* _Problem statement_:
Print each entry verbatim.

* _Extracted entries_:
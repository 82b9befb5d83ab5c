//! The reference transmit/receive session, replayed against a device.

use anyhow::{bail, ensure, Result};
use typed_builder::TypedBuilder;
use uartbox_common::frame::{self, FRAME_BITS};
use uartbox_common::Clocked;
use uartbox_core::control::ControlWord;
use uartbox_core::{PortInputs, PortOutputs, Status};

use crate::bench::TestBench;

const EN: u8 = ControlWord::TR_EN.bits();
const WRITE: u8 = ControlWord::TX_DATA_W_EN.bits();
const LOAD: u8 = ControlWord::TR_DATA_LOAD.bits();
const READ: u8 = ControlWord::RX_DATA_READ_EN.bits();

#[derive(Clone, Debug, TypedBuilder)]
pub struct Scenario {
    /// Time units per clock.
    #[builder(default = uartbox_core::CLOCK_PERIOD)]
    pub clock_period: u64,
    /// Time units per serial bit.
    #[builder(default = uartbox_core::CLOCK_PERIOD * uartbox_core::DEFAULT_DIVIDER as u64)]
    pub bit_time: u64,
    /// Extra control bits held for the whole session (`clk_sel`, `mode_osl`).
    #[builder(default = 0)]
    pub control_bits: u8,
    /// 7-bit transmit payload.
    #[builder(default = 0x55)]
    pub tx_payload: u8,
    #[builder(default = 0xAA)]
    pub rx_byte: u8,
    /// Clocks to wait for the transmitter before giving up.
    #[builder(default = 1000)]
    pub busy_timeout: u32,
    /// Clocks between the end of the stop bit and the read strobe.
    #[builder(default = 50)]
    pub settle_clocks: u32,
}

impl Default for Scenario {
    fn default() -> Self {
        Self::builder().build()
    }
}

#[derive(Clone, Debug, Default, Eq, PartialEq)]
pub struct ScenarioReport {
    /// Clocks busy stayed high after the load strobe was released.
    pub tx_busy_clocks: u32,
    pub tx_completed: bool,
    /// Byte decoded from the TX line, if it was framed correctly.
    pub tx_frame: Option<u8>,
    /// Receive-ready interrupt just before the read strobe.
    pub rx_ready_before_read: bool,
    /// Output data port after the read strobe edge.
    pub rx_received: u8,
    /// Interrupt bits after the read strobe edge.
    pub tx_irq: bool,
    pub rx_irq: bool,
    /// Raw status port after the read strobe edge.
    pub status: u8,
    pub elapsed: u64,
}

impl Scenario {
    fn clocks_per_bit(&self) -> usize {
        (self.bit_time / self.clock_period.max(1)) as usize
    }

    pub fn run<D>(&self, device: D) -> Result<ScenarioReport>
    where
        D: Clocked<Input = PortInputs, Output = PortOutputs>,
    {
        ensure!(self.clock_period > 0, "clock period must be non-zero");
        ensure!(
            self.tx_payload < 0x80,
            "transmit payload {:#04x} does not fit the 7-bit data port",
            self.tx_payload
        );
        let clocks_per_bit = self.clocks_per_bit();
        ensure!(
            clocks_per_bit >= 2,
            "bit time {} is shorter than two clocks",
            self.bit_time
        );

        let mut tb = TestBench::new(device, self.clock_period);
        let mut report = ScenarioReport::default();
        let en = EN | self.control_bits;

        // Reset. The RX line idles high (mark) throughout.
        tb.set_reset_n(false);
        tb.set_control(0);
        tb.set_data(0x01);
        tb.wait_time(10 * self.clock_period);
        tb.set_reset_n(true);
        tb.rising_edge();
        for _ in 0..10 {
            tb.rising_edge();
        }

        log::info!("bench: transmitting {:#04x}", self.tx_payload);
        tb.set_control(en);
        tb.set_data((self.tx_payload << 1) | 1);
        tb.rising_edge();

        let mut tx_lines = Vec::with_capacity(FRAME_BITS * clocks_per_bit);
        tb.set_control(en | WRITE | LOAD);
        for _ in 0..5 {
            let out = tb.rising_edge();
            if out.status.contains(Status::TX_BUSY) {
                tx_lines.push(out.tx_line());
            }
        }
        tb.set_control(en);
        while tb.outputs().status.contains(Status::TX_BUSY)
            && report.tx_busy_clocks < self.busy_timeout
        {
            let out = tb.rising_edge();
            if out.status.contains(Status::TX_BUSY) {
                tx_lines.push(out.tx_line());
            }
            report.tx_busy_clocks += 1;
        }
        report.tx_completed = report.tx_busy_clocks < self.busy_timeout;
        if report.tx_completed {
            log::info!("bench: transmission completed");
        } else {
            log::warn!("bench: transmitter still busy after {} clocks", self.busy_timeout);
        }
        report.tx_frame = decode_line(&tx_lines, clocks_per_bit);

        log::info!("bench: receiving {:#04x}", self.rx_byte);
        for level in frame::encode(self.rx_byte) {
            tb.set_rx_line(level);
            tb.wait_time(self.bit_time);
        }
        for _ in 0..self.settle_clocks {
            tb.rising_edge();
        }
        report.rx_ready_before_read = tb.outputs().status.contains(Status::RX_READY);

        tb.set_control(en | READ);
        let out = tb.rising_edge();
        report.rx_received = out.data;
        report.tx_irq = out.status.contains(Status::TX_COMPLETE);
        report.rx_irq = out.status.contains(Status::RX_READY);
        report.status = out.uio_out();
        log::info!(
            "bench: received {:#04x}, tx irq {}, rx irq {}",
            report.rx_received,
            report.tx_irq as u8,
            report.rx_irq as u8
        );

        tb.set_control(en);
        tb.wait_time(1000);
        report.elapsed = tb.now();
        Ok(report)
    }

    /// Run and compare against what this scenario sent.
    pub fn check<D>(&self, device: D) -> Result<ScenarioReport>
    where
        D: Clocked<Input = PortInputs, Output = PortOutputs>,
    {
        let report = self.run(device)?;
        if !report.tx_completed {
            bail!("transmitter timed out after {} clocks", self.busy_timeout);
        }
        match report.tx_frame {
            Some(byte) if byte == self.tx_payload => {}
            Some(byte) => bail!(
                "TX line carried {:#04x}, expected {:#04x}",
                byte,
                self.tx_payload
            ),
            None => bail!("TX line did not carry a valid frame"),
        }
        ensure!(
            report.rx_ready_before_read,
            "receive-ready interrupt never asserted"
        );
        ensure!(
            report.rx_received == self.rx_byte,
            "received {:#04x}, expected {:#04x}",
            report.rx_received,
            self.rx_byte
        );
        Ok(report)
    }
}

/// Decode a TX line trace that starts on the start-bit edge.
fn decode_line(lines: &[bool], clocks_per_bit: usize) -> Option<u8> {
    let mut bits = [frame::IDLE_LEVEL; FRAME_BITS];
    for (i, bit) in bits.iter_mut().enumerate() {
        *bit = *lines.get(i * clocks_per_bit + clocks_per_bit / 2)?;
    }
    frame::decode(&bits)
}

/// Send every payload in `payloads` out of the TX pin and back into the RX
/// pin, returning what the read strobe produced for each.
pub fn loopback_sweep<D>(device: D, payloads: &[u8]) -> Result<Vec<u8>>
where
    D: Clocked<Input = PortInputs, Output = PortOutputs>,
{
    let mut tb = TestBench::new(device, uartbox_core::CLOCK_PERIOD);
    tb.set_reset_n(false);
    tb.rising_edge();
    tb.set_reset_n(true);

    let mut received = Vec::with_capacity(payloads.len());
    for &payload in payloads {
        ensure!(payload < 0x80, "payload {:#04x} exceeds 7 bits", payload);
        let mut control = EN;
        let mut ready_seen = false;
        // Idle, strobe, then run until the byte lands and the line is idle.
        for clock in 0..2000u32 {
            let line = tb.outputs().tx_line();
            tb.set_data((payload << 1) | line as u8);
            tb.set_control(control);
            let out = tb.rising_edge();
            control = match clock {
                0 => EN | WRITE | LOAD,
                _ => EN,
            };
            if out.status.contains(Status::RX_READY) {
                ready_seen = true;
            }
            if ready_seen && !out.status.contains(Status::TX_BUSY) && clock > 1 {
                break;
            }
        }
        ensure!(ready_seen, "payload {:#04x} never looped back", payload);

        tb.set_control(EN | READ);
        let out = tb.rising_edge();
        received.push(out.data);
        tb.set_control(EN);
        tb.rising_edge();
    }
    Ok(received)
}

* _Task response_:
repository 82b9befb5d83ab5c
//! The reference transmit/receive session, replayed against a device.

use anyhow::{bail, ensure, Result};
use typed_builder::TypedBuilder;
use uartbox_common::frame::{self, FRAME_BITS};
use uartbox_common::Clocked;
use uartbox_core::control::ControlWord;
use uartbox_core::{PortInputs, PortOutputs, Status};

use crate::bench::TestBench;

const EN: u8 = ControlWord::TR_EN.bits();
const WRITE: u8 = ControlWord::TX_DATA_W_EN.bits();
const LOAD: u8 = ControlWord::TR_DATA_LOAD.bits();
const READ: u8 = ControlWord::RX_DATA_READ_EN.bits();

#[derive(Clone, Debug, TypedBuilder)]
pub struct Scenario {
    /// Time units per clock.
    #[builder(default = uartbox_core::CLOCK_PERIOD)]
    pub clock_period: u64,
    /// Time units per serial bit.
    #[builder(default = uartbox_core::CLOCK_PERIOD * uartbox_core::DEFAULT_DIVIDER as u64)]
    pub bit_time: u64,
    /// Extra control bits held for the whole session (`clk_sel`, `mode_osl`).
    #[builder(default = 0)]
    pub control_bits: u8,
    /// 7-bit transmit payload.
    #[builder(default = 0x55)]
    pub tx_payload: u8,
    #[builder(default = 0xAA)]
    pub rx_byte: u8,
    /// Clocks to wait for the transmitter before giving up.
    #[builder(default = 1000)]
    pub busy_timeout: u32,
    /// Clocks between the end of the stop bit and the read strobe.
    #[builder(default = 50)]
    pub settle_clocks: u32,
}

impl Default for Scenario {
    fn default() -> Self {
        Self::builder().build()
    }
}

#[derive(Clone, Debug, Default, Eq, PartialEq)]
pub struct ScenarioReport {
    /// Clocks busy stayed high after the load strobe was released.
    pub tx_busy_clocks: u32,
    pub tx_completed: bool,
    /// Byte decoded from the TX line, if it was framed correctly.
    pub tx_frame: Option<u8>,
    /// Receive-ready interrupt just before the read strobe.
    pub rx_ready_before_read: bool,
    /// Output data port after the read strobe edge.
    pub rx_received: u8,
    /// Interrupt bits after the read strobe edge.
    pub tx_irq: bool,
    pub rx_irq: bool,
    /// Raw status port after the read strobe edge.
    pub status: u8,
    pub elapsed: u64,
}

impl Scenario {
    fn clocks_per_bit(&self) -> usize {
        (self.bit_time / self.clock_period.max(1)) as usize
    }

    pub fn run<D>(&self, device: D) -> Result<ScenarioReport>
    where
        D: Clocked<Input = PortInputs, Output = PortOutputs>,
    {
        ensure!(self.clock_period > 0, "clock period must be non-zero");
        ensure!(
            self.tx_payload < 0x80,
            "transmit payload {:#04x} does not fit the 7-bit data port",
            self.tx_payload
        );
        let clocks_per_bit = self.clocks_per_bit();
        ensure!(
            clocks_per_bit >= 2,
            "bit time {} is shorter than two clocks",
            self.bit_time
        );

        let mut tb = TestBench::new(device, self.clock_period);
        let mut report = ScenarioReport::default();
        let en = EN | self.control_bits;

        // Reset. The RX line idles high (mark) throughout.
        tb.set_reset_n(false);
        tb.set_control(0);
        tb.set_data(0x01);
        tb.wait_time(10 * self.clock_period);
        tb.set_reset_n(true);
        tb.rising_edge();
        for _ in 0..10 {
            tb.rising_edge();
        }

        log::info!("bench: transmitting {:#04x}", self.tx_payload);
        tb.set_control(en);
        tb.set_data((self.tx_payload << 1) | 1);
        tb.rising_edge();

        let mut tx_lines = Vec::with_capacity(FRAME_BITS * clocks_per_bit);
        tb.set_control(en | WRITE | LOAD);
        for _ in 0..5 {
            let out = tb.rising_edge();
            if out.status.contains(Status::TX_BUSY) {
                tx_lines.push(out.tx_line());
            }
        }
        tb.set_control(en);
        while tb.outputs().status.contains(Status::TX_BUSY)
            && report.tx_busy_clocks < self.busy_timeout
        {
            let out = tb.rising_edge();
            if out.status.contains(Status::TX_BUSY) {
                tx_lines.push(out.tx_line());
            }
            report.tx_busy_clocks += 1;
        }
        report.tx_completed = report.tx_busy_clocks < self.busy_timeout;
        if report.tx_completed {
            log::info!("bench: transmission completed");
        } else {
            log::warn!("bench: transmitter still busy after {} clocks", self.busy_timeout);
        }
        report.tx_frame = decode_line(&tx_lines, clocks_per_bit);

        log::info!("bench: receiving {:#04x}", self.rx_byte);
        for level in frame::encode(self.rx_byte) {
            tb.set_rx_line(level);
            tb.wait_time(self.bit_time);
        }
        for _ in 0..self.settle_clocks {
            tb.rising_edge();
        }
        report.rx_ready_before_read = tb.outputs().status.contains(Status::RX_READY);

        tb.set_control(en | READ);
        let out = tb.rising_edge();
        report.rx_received = out.data;
        report.tx_irq = out.status.contains(Status::TX_COMPLETE);
        report.rx_irq = out.status.contains(Status::RX_READY);
        report.status = out.uio_out();
        log::info!(
            "bench: received {:#04x}, tx irq {}, rx irq {}",
            report.rx_received,
            report.tx_irq as u8,
            report.rx_irq as u8
        );

        tb.set_control(en);
        tb.wait_time(1000);
        report.elapsed = tb.now();
        Ok(report)
    }

    /// Run and compare against what this scenario sent.
    pub fn check<D>(&self, device: D) -> Result<ScenarioReport>
    where
        D: Clocked<Input = PortInputs, Output = PortOutputs>,
    {
        let report = self.run(device)?;
        if !report.tx_completed {
            bail!("transmitter timed out after {} clocks", self.busy_timeout);
        }
        match report.tx_frame {
            Some(byte) if byte == self.tx_payload => {}
            Some(byte) => bail!(
                "TX line carried {:#04x}, expected {:#04x}",
                byte,
                self.tx_payload
            ),
            None => bail!("TX line did not carry a valid frame"),
        }
        ensure!(
            report.rx_ready_before_read,
            "receive-ready interrupt never asserted"
        );
        ensure!(
            report.rx_received == self.rx_byte,
            "received {:#04x}, expected {:#04x}",
            report.rx_received,
            self.rx_byte
        );
        Ok(report)
    }
}

/// Decode a TX line trace that starts on the start-bit edge.
fn decode_line(lines: &[bool], clocks_per_bit: usize) -> Option<u8> {
    let mut bits = [frame::IDLE_LEVEL; FRAME_BITS];
    for (i, bit) in bits.iter_mut().enumerate() {
        *bit = *lines.get(i * clocks_per_bit + clocks_per_bit / 2)?;
    }
    frame::decode(&bits)
}

/// Send every payload in `payloads` out of the TX pin and back into the RX
/// pin, returning what the read strobe produced for each.
pub fn loopback_sweep<D>(device: D, payloads: &[u8]) -> Result<Vec<u8>>
where
    D: Clocked<Input = PortInputs, Output = PortOutputs>,
{
    let mut tb = TestBench::new(device, uartbox_core::CLOCK_PERIOD);
    tb.set_reset_n(false);
    tb.rising_edge();
    tb.set_reset_n(true);

    let mut received = Vec::with_capacity(payloads.len());
    for &payload in payloads {
        ensure!(payload < 0x80, "payload {:#04x} exceeds 7 bits", payload);
        let mut control = EN;
        let mut ready_seen = false;
        // Idle, strobe, then run until the byte lands and the line is idle.
        for clock in 0..2000u32 {
            let line = tb.outputs().tx_line();
            tb.set_data((payload << 1) | line as u8);
            tb.set_control(control);
            let out = tb.rising_edge();
            control = match clock {
                0 => EN | WRITE | LOAD,
                _ => EN,
            };
            if out.status.contains(Status::RX_READY) {
                ready_seen = true;
            }
            if ready_seen && !out.status.contains(Status::TX_BUSY) && clock > 1 {
                break;
            }
        }
        ensure!(ready_seen, "payload {:#04x} never looped back", payload);

        tb.set_control(EN | READ);
        let out = tb.rising_edge();
        received.push(out.data);
        tb.set_control(EN);
        tb.rising_edge();
    }
    Ok(received)
}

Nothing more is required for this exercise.